"""

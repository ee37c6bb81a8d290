//! Predictive accounting: charge pod requests against node allocatable

use super::{Admission, ConsistencyGuard, Release, Strategy, StrategyError};
use crate::config::{OvercommitPolicy, StrategyConfig};
use crate::models::{Node, Pod, PodPhase};
use crate::observability::{StrategyMetrics, StructuredLogger};
use crate::resources::{aggregate_requests, Subtraction};
use crate::store::{ObjectKind, ObjectStore};
use async_trait::async_trait;
use std::sync::Arc;
use std::time::Instant;
use tracing::{debug, error, warn};

const STRATEGY_NAME: &str = "predictive";

/// Strategy that keeps each node's allocatable equal to what remains after
/// its bound pods' requests
pub struct PredictiveStrategy<S: ?Sized> {
    store: Arc<S>,
    guard: ConsistencyGuard<S>,
    config: StrategyConfig,
    metrics: StrategyMetrics,
    logger: StructuredLogger,
}

impl<S: ObjectStore + ?Sized> PredictiveStrategy<S> {
    pub fn new(store: Arc<S>, config: StrategyConfig) -> Self {
        Self {
            guard: ConsistencyGuard::new(Arc::clone(&store)),
            store,
            config,
            metrics: StrategyMetrics::new(),
            logger: StructuredLogger::new(STRATEGY_NAME),
        }
    }

    pub fn config(&self) -> &StrategyConfig {
        &self.config
    }

    /// Read-modify-write a node, re-reading after every version conflict
    ///
    /// `apply` mutates the freshly read node and may abort the cycle with an
    /// error. Returns the stored node and the value `apply` produced on the
    /// attempt that won.
    async fn modify_node<T, F>(&self, node_name: &str, mut apply: F) -> Result<(Node, T), StrategyError>
    where
        T: Send,
        F: FnMut(&mut Node) -> Result<T, StrategyError> + Send,
    {
        let max_attempts = self.config.max_conflict_retries.saturating_add(1);

        for attempt in 1..=max_attempts {
            let mut node = self
                .store
                .get_node(node_name)
                .await
                .map_err(StrategyError::StoreRead)?
                .ok_or_else(|| StrategyError::NotFound {
                    kind: ObjectKind::Node,
                    name: node_name.to_string(),
                })?;

            let outcome = apply(&mut node)?;

            match self.store.update_node(&node).await {
                Ok(stored) => return Ok((stored, outcome)),
                Err(e) if e.is_conflict() => {
                    self.metrics.inc_conflict_retries();
                    if attempt < max_attempts {
                        self.logger.log_conflict(node_name, attempt, max_attempts);
                    }
                }
                Err(e) => return Err(StrategyError::StoreWrite(e)),
            }
        }

        Err(StrategyError::ConcurrentModification {
            node: node_name.to_string(),
            attempts: max_attempts,
        })
    }

    /// Undo a node write whose paired pod write failed
    async fn compensate<F>(&self, node_name: &str, apply: F)
    where
        F: FnMut(&mut Node) -> Result<(), StrategyError> + Send,
    {
        match self.modify_node(node_name, apply).await {
            Ok(_) => warn!(node = %node_name, "Pod write failed, node change reverted"),
            Err(e) => error!(
                node = %node_name,
                error = %e,
                "Pod write failed and the node change could not be reverted"
            ),
        }
    }
}

#[async_trait]
impl<S: ObjectStore + ?Sized> Strategy for PredictiveStrategy<S> {
    async fn add(&self, pod: &Pod) -> Result<Admission, StrategyError> {
        let started = Instant::now();
        let key = pod.key();
        let node_name = pod
            .node_name()
            .ok_or_else(|| StrategyError::Unscheduled { pod: key.clone() })?;

        if let Err(e) = self.guard.ensure_unbound(pod).await {
            if e.is_guard_violation() {
                self.metrics.inc_guard_rejections(STRATEGY_NAME, "already_bound");
            }
            return Err(e);
        }

        let requested = aggregate_requests(&pod.spec, self.config.count_pod_slots);
        let policy = self.config.overcommit;
        debug!(pod = %key, node = %node_name, requested = %requested, "Charging pod request");

        let (node, (charged, shortfall)) = self
            .modify_node(node_name, |node| {
                let Subtraction { result, shortfall } = node.status.allocatable.subtract(&requested);
                if !shortfall.is_empty() && policy == OvercommitPolicy::Reject {
                    return Err(StrategyError::InsufficientCapacity {
                        node: node.metadata.name.clone(),
                        shortfall,
                    });
                }
                // only components that actually moved
                let charged = node.status.allocatable.difference(&result);
                node.status.allocatable = result;
                Ok((charged, shortfall))
            })
            .await?;

        let mut bound = pod.clone();
        bound.status.bound_node = Some(node_name.to_string());
        bound.status.phase = PodPhase::Running;

        if let Err(e) = self.store.create_or_update_pod(&bound).await {
            self.compensate(node_name, |node| {
                node.status.allocatable = node.status.allocatable.add(&charged);
                Ok(())
            })
            .await;
            return Err(StrategyError::StoreWrite(e));
        }

        if !shortfall.is_empty() {
            self.metrics.record_shortfall(&shortfall);
            self.logger.log_shortfall(&key, node_name, &shortfall);
        }
        self.metrics.inc_admissions(STRATEGY_NAME);
        self.metrics
            .observe_latency(STRATEGY_NAME, "add", started.elapsed().as_secs_f64());
        self.logger.log_admission(&key, node_name, &requested);

        Ok(Admission {
            pod: key,
            node: node_name.to_string(),
            requested,
            allocatable: node.status.allocatable,
            node_version: node.metadata.resource_version,
            shortfall,
        })
    }

    async fn delete(&self, pod: &Pod) -> Result<Release, StrategyError> {
        let started = Instant::now();

        let (stored, node_name) = match self.guard.ensure_bound(pod).await {
            Ok(bound) => bound,
            Err(e) => {
                if e.is_guard_violation() {
                    self.metrics.inc_guard_rejections(STRATEGY_NAME, "not_bound");
                }
                return Err(e);
            }
        };

        // The stored copy is what was charged, whatever the caller passed in
        let key = stored.key();
        let requested = aggregate_requests(&stored.spec, self.config.count_pod_slots);

        let (node, released) = self
            .modify_node(&node_name, |node| {
                let before = node.status.allocatable.clone();
                node.status.allocatable = before.add_capped(&requested, &node.status.capacity);
                Ok(node.status.allocatable.exceeds(&before))
            })
            .await?;

        if let Err(e) = self
            .store
            .delete_pod_binding(&key.namespace, &key.name)
            .await
        {
            self.compensate(&node_name, |node| {
                node.status.allocatable = node.status.allocatable.subtract(&released).result;
                Ok(())
            })
            .await;
            return Err(StrategyError::StoreWrite(e));
        }

        self.metrics.inc_releases(STRATEGY_NAME);
        self.metrics
            .observe_latency(STRATEGY_NAME, "delete", started.elapsed().as_secs_f64());
        self.logger.log_release(&key, &node_name, &released);

        Ok(Release {
            pod: key,
            node: node_name,
            released,
            allocatable: node.status.allocatable,
        })
    }

    fn name(&self) -> &'static str {
        STRATEGY_NAME
    }
}

impl<S: ?Sized> std::fmt::Debug for PredictiveStrategy<S> {
    fn fmt(&self, f: &mut std::fmt::Formatter<'_>) -> std::fmt::Result {
        f.debug_struct("PredictiveStrategy")
            .field("config", &self.config)
            .finish_non_exhaustive()
    }
}
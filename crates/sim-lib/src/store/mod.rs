//! Object store consumed by the accounting strategies
//!
//! Strategies only see nodes and pods through [`ObjectStore`]. The store is
//! the single source of truth; node writes are version-conditioned so that
//! concurrent read-modify-write cycles are detected rather than lost.

mod memory;

pub use memory::InMemoryStore;

use crate::models::{Node, Pod};
use async_trait::async_trait;
use std::fmt;
use std::sync::Arc;

/// Kind of stored object, used in error messages
#[derive(Debug, Clone, Copy, PartialEq, Eq)]
pub enum ObjectKind {
    Node,
    Pod,
}

impl fmt::Display for ObjectKind {
    fn fmt(&self, f: &mut fmt::Formatter<'_>) -> fmt::Result {
        match self {
            ObjectKind::Node => f.write_str("node"),
            ObjectKind::Pod => f.write_str("pod"),
        }
    }
}

/// Errors reported by a store implementation
#[derive(Debug, Clone, PartialEq, Eq, thiserror::Error)]
pub enum StoreError {
    #[error("{kind} {name} was modified concurrently (expected version {expected}, found {actual})")]
    Conflict {
        kind: ObjectKind,
        name: String,
        expected: String,
        actual: String,
    },

    #[error("{kind} {name} not found")]
    NotFound { kind: ObjectKind, name: String },

    #[error("store backend error: {message}")]
    Backend { message: String },
}

impl StoreError {
    /// Whether the write lost an optimistic-concurrency race
    pub fn is_conflict(&self) -> bool {
        matches!(self, StoreError::Conflict { .. })
    }
}

/// Narrow store contract used by strategies and snapshot queries
#[async_trait]
pub trait ObjectStore: Send + Sync {
    async fn get_node(&self, name: &str) -> Result<Option<Node>, StoreError>;

    /// Replace a node, returning the stored copy with its new version
    ///
    /// When `node.metadata.resource_version` is set the write only succeeds
    /// if it still matches the stored version; otherwise it fails with
    /// [`StoreError::Conflict`].
    async fn update_node(&self, node: &Node) -> Result<Node, StoreError>;

    async fn list_nodes(&self) -> Result<Vec<Node>, StoreError>;

    async fn get_pod(&self, namespace: &str, name: &str) -> Result<Option<Pod>, StoreError>;

    /// Create or replace a pod unconditionally
    async fn create_or_update_pod(&self, pod: &Pod) -> Result<Pod, StoreError>;

    /// Clear a pod's node binding while keeping the object
    async fn delete_pod_binding(&self, namespace: &str, name: &str) -> Result<(), StoreError>;

    async fn list_pods(&self) -> Result<Vec<Pod>, StoreError>;
}

#[async_trait]
impl<S: ObjectStore + ?Sized> ObjectStore for Arc<S> {
    async fn get_node(&self, name: &str) -> Result<Option<Node>, StoreError> {
        (**self).get_node(name).await
    }

    async fn update_node(&self, node: &Node) -> Result<Node, StoreError> {
        (**self).update_node(node).await
    }

    async fn list_nodes(&self) -> Result<Vec<Node>, StoreError> {
        (**self).list_nodes().await
    }

    async fn get_pod(&self, namespace: &str, name: &str) -> Result<Option<Pod>, StoreError> {
        (**self).get_pod(namespace, name).await
    }

    async fn create_or_update_pod(&self, pod: &Pod) -> Result<Pod, StoreError> {
        (**self).create_or_update_pod(pod).await
    }

    async fn delete_pod_binding(&self, namespace: &str, name: &str) -> Result<(), StoreError> {
        (**self).delete_pod_binding(namespace, name).await
    }

    async fn list_pods(&self) -> Result<Vec<Pod>, StoreError> {
        (**self).list_pods().await
    }
}
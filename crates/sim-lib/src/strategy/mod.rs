//! Pluggable resource-accounting strategies
//!
//! This module provides:
//! - The [`Strategy`] contract consumed by scheduling logic
//! - A predictive strategy that charges requests against node allocatable
//! - A counting strategy that records bindings without touching capacity
//! - The consistency guard both strategies use against double counting

mod counting;
mod guard;
mod predictive;


pub use counting::CountingStrategy;
pub use guard::ConsistencyGuard;
pub use predictive::PredictiveStrategy;

use crate::config::StrategyConfig;
use crate::models::{Pod, PodKey};
use crate::resources::ResourceList;
use crate::store::{ObjectKind, ObjectStore, StoreError};
use async_trait::async_trait;
use serde::{Deserialize, Serialize};
use std::fmt;
use std::str::FromStr;
use std::sync::Arc;

/// Errors returned by strategy operations
#[derive(Debug, thiserror::Error)]
pub enum StrategyError {
    #[error("{kind} {name} not found")]
    NotFound { kind: ObjectKind, name: String },

    #[error("pod {pod} has no target node")]
    Unscheduled { pod: PodKey },

    #[error("pod {pod} is already accounted on node {node}")]
    AlreadyBound { pod: PodKey, node: String },

    #[error("pod {pod} is not accounted on any node")]
    NotBound { pod: PodKey },

    #[error("node {node} lacks capacity: short by {shortfall}")]
    InsufficientCapacity { node: String, shortfall: ResourceList },

    #[error("node {node} kept changing concurrently, gave up after {attempts} attempts")]
    ConcurrentModification { node: String, attempts: u32 },

    #[error("cannot update pod {old} into a different pod {new}")]
    IdentityMismatch { old: PodKey, new: PodKey },

    #[error("update failed while releasing the old pod: {0}")]
    UpdateRelease(#[source] Box<StrategyError>),

    #[error("update failed while admitting the new pod; old pod already released: {0}")]
    UpdateAdmit(#[source] Box<StrategyError>),

    #[error("store read failed: {0}")]
    StoreRead(#[source] StoreError),

    #[error("store write failed: {0}")]
    StoreWrite(#[source] StoreError),
}

impl StrategyError {
    /// Guard violations are caller errors and are never retried
    pub fn is_guard_violation(&self) -> bool {
        matches!(
            self,
            StrategyError::AlreadyBound { .. } | StrategyError::NotBound { .. }
        )
    }
}

/// Result of a successful admission
#[derive(Debug, Clone, PartialEq, Eq, Serialize)]
pub struct Admission {
    pub pod: PodKey,
    pub node: String,
    /// Aggregate request of the pod
    pub requested: ResourceList,
    /// Node allocatable after the admission
    pub allocatable: ResourceList,
    pub node_version: Option<String>,
    /// Per-resource amount the request exceeded the remaining allocatable by
    pub shortfall: ResourceList,
}

impl Admission {
    pub fn is_overcommitted(&self) -> bool {
        !self.shortfall.is_empty()
    }
}

/// Result of a successful release
#[derive(Debug, Clone, PartialEq, Eq, Serialize)]
pub struct Release {
    pub pod: PodKey,
    pub node: String,
    /// Amount given back to the node after capping at capacity
    pub released: ResourceList,
    /// Node allocatable after the release
    pub allocatable: ResourceList,
}

/// Accounting policy applied when pods are bound to or unbound from nodes
#[async_trait]
pub trait Strategy: Send + Sync {
    /// Account a pod whose `node_name` is already set
    async fn add(&self, pod: &Pod) -> Result<Admission, StrategyError>;

    /// Reverse a previous [`Strategy::add`] and clear the binding
    ///
    /// The stored request is given back capped at node capacity. After an
    /// overcommitted admission this can leave allocatable above
    /// `capacity - requested` of the pods still bound, which
    /// [`CapacitySnapshot::reconcile`](crate::snapshot::CapacitySnapshot::reconcile)
    /// reports as drift.
    async fn delete(&self, pod: &Pod) -> Result<Release, StrategyError>;

    /// Release `old`, then admit `new`
    ///
    /// Both halves are reported distinctly so callers can reconcile a
    /// partial failure.
    async fn update(&self, old: &Pod, new: &Pod) -> Result<Admission, StrategyError> {
        if old.key() != new.key() {
            return Err(StrategyError::IdentityMismatch {
                old: old.key(),
                new: new.key(),
            });
        }

        self.delete(old)
            .await
            .map_err(|e| StrategyError::UpdateRelease(Box::new(e)))?;
        self.add(new)
            .await
            .map_err(|e| StrategyError::UpdateAdmit(Box::new(e)))
    }

    fn name(&self) -> &'static str;
}

/// Available strategy implementations
#[derive(Debug, Clone, Copy, Default, PartialEq, Eq, Serialize, Deserialize)]
#[serde(rename_all = "lowercase")]
pub enum StrategyKind {
    #[default]
    Predictive,
    Counting,
}

impl fmt::Display for StrategyKind {
    fn fmt(&self, f: &mut fmt::Formatter<'_>) -> fmt::Result {
        match self {
            StrategyKind::Predictive => f.write_str("predictive"),
            StrategyKind::Counting => f.write_str("counting"),
        }
    }
}

#[derive(Debug, Clone, PartialEq, Eq, thiserror::Error)]
#[error("unknown strategy {0:?} (expected \"predictive\" or \"counting\")")]
pub struct UnknownStrategy(pub String);

impl FromStr for StrategyKind {
    type Err = UnknownStrategy;

    fn from_str(s: &str) -> Result<Self, Self::Err> {
        match s.to_ascii_lowercase().as_str() {
            "predictive" => Ok(StrategyKind::Predictive),
            "counting" => Ok(StrategyKind::Counting),
            _ => Err(UnknownStrategy(s.to_string())),
        }
    }
}

/// Build a strategy over a shared store
pub fn build<S>(kind: StrategyKind, store: Arc<S>, config: StrategyConfig) -> Arc<dyn Strategy>
where
    S: ObjectStore + ?Sized + 'static,
{
    match kind {
        StrategyKind::Predictive => Arc::new(PredictiveStrategy::new(store, config)),
        StrategyKind::Counting => Arc::new(CountingStrategy::new(store, config)),
    }
}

"""

§ Exercise directions: For an answer, give a copy of every line in the listing that holds the word "whose".

§ Completed task:
    /// Undo a node write whose paired pod write failed
    /// Account a pod whose `node_name` is already set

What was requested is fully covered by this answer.